# What to work on:
Go from the first line below to the one with "(1, true) =>" and print each line exactly.
Data in this exercise section start
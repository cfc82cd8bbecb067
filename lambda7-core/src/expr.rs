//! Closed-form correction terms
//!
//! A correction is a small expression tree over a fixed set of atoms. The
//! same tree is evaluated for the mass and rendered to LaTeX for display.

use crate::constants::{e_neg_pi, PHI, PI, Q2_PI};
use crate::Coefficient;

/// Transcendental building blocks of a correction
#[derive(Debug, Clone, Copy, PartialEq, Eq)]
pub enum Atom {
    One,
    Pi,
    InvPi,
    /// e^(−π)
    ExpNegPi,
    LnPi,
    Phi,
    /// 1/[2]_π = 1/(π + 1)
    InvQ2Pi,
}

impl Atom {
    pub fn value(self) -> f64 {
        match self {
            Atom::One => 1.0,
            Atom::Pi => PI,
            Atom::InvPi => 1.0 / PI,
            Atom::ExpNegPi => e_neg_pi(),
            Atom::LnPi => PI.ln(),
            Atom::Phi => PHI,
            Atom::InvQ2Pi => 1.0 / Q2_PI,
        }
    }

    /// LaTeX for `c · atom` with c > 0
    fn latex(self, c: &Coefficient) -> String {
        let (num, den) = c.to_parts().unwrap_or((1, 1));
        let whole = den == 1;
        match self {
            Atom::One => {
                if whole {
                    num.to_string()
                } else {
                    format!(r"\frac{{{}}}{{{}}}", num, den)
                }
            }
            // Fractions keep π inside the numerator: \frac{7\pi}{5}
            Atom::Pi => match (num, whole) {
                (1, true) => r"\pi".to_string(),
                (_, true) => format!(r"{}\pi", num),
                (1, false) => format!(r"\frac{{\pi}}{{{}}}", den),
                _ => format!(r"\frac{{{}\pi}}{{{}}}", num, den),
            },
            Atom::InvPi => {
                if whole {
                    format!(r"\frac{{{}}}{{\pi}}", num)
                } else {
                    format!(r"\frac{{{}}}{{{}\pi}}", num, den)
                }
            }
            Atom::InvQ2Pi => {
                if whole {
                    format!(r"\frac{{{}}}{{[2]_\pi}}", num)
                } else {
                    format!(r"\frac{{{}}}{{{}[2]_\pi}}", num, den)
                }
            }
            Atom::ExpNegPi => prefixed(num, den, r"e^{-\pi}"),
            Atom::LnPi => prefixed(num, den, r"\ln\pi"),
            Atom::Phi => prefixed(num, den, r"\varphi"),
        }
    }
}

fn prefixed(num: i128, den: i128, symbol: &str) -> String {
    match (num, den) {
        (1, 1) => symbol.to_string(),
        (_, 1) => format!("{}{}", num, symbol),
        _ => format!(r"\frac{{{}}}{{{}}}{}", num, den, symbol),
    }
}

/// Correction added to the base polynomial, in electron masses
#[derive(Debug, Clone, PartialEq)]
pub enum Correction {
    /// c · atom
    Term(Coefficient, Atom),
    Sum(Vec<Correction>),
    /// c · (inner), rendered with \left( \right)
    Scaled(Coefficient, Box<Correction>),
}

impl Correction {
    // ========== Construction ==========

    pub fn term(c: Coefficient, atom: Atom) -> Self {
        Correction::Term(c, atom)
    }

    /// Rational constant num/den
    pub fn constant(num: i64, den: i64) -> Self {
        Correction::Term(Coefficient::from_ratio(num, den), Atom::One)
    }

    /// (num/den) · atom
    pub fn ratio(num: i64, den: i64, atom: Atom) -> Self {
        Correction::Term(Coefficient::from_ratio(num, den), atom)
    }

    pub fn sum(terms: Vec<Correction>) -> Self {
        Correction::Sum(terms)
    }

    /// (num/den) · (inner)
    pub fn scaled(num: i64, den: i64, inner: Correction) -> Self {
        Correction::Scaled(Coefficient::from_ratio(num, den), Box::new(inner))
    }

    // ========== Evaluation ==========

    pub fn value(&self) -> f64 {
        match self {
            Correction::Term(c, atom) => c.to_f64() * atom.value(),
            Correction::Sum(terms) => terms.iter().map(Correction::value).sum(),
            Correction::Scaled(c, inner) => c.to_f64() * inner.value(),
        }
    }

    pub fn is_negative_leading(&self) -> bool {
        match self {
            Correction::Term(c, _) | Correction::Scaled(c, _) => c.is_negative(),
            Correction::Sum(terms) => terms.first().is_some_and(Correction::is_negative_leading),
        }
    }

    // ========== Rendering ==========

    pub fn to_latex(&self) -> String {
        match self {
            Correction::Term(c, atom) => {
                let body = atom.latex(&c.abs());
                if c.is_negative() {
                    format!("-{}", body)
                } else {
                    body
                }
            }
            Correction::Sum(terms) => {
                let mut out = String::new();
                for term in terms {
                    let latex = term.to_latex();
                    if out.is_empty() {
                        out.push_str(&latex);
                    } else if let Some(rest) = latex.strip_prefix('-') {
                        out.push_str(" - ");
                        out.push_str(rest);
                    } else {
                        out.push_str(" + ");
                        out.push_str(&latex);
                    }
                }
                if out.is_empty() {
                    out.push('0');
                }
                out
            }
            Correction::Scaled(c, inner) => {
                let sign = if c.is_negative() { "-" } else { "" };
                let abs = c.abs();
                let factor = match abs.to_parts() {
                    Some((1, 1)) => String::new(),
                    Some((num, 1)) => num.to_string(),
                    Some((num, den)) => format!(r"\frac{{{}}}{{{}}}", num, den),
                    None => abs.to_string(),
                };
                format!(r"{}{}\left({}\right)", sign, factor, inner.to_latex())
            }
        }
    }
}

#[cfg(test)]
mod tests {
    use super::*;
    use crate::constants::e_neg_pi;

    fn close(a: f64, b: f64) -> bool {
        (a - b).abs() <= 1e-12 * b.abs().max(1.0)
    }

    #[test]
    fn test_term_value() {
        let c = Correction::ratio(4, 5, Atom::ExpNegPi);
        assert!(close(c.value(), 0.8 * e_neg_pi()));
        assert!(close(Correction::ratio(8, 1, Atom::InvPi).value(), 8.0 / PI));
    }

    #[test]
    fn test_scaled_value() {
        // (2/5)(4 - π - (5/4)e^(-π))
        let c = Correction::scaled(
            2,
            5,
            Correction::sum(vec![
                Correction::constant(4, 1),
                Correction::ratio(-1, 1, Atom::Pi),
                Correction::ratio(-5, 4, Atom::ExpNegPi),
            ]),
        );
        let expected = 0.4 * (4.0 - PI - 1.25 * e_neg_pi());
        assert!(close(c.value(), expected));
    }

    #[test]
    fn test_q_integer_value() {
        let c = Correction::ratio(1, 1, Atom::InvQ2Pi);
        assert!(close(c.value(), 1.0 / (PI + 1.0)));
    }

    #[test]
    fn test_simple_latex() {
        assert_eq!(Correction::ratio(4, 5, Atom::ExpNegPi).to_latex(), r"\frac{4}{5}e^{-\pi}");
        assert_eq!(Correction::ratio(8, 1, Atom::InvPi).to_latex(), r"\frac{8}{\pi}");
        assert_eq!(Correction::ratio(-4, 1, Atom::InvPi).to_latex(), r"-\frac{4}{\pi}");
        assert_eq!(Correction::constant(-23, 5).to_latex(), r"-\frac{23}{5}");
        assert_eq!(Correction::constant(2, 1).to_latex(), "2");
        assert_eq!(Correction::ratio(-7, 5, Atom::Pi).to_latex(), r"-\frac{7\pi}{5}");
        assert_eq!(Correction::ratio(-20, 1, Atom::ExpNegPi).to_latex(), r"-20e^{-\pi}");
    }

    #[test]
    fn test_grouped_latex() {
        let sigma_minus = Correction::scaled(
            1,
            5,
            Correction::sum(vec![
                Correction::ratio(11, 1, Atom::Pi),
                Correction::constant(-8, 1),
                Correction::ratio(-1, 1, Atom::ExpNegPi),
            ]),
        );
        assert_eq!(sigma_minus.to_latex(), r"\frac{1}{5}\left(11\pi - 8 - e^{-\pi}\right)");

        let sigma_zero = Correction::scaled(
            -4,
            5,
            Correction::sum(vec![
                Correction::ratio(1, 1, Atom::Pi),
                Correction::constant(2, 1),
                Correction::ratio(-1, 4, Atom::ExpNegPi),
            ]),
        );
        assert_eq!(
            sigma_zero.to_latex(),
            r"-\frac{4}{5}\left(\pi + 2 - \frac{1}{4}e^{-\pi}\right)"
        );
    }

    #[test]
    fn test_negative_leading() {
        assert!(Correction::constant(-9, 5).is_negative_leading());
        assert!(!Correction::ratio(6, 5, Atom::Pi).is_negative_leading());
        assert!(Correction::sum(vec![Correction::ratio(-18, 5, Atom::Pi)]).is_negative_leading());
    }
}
Data in this exercise section end
# Answer for the task:
repository cfc82cd8bbecb067
filename lambda7-core/src/expr.rs
//! Closed-form correction terms
//!
//! A correction is a small expression tree over a fixed set of atoms. The
//! same tree is evaluated for the mass and rendered to LaTeX for display.

use crate::constants::{e_neg_pi, PHI, PI, Q2_PI};
use crate::Coefficient;

/// Transcendental building blocks of a correction
#[derive(Debug, Clone, Copy, PartialEq, Eq)]
pub enum Atom {
    One,
    Pi,
    InvPi,
    /// e^(−π)
    ExpNegPi,
    LnPi,
    Phi,
    /// 1/[2]_π = 1/(π + 1)
    InvQ2Pi,
}

impl Atom {
    pub fn value(self) -> f64 {
        match self {
            Atom::One => 1.0,
            Atom::Pi => PI,
            Atom::InvPi => 1.0 / PI,
            Atom::ExpNegPi => e_neg_pi(),
            Atom::LnPi => PI.ln(),
            Atom::Phi => PHI,
            Atom::InvQ2Pi => 1.0 / Q2_PI,
        }
    }

    /// LaTeX for `c · atom` with c > 0
    fn latex(self, c: &Coefficient) -> String {
        let (num, den) = c.to_parts().unwrap_or((1, 1));
        let whole = den == 1;
        match self {
            Atom::One => {
                if whole {
                    num.to_string()
                } else {
                    format!(r"\frac{{{}}}{{{}}}", num, den)
                }
            }
            // Fractions keep π inside the numerator: \frac{7\pi}{5}
            Atom::Pi => match (num, whole) {
                (1, true) => r"\pi".to_string(),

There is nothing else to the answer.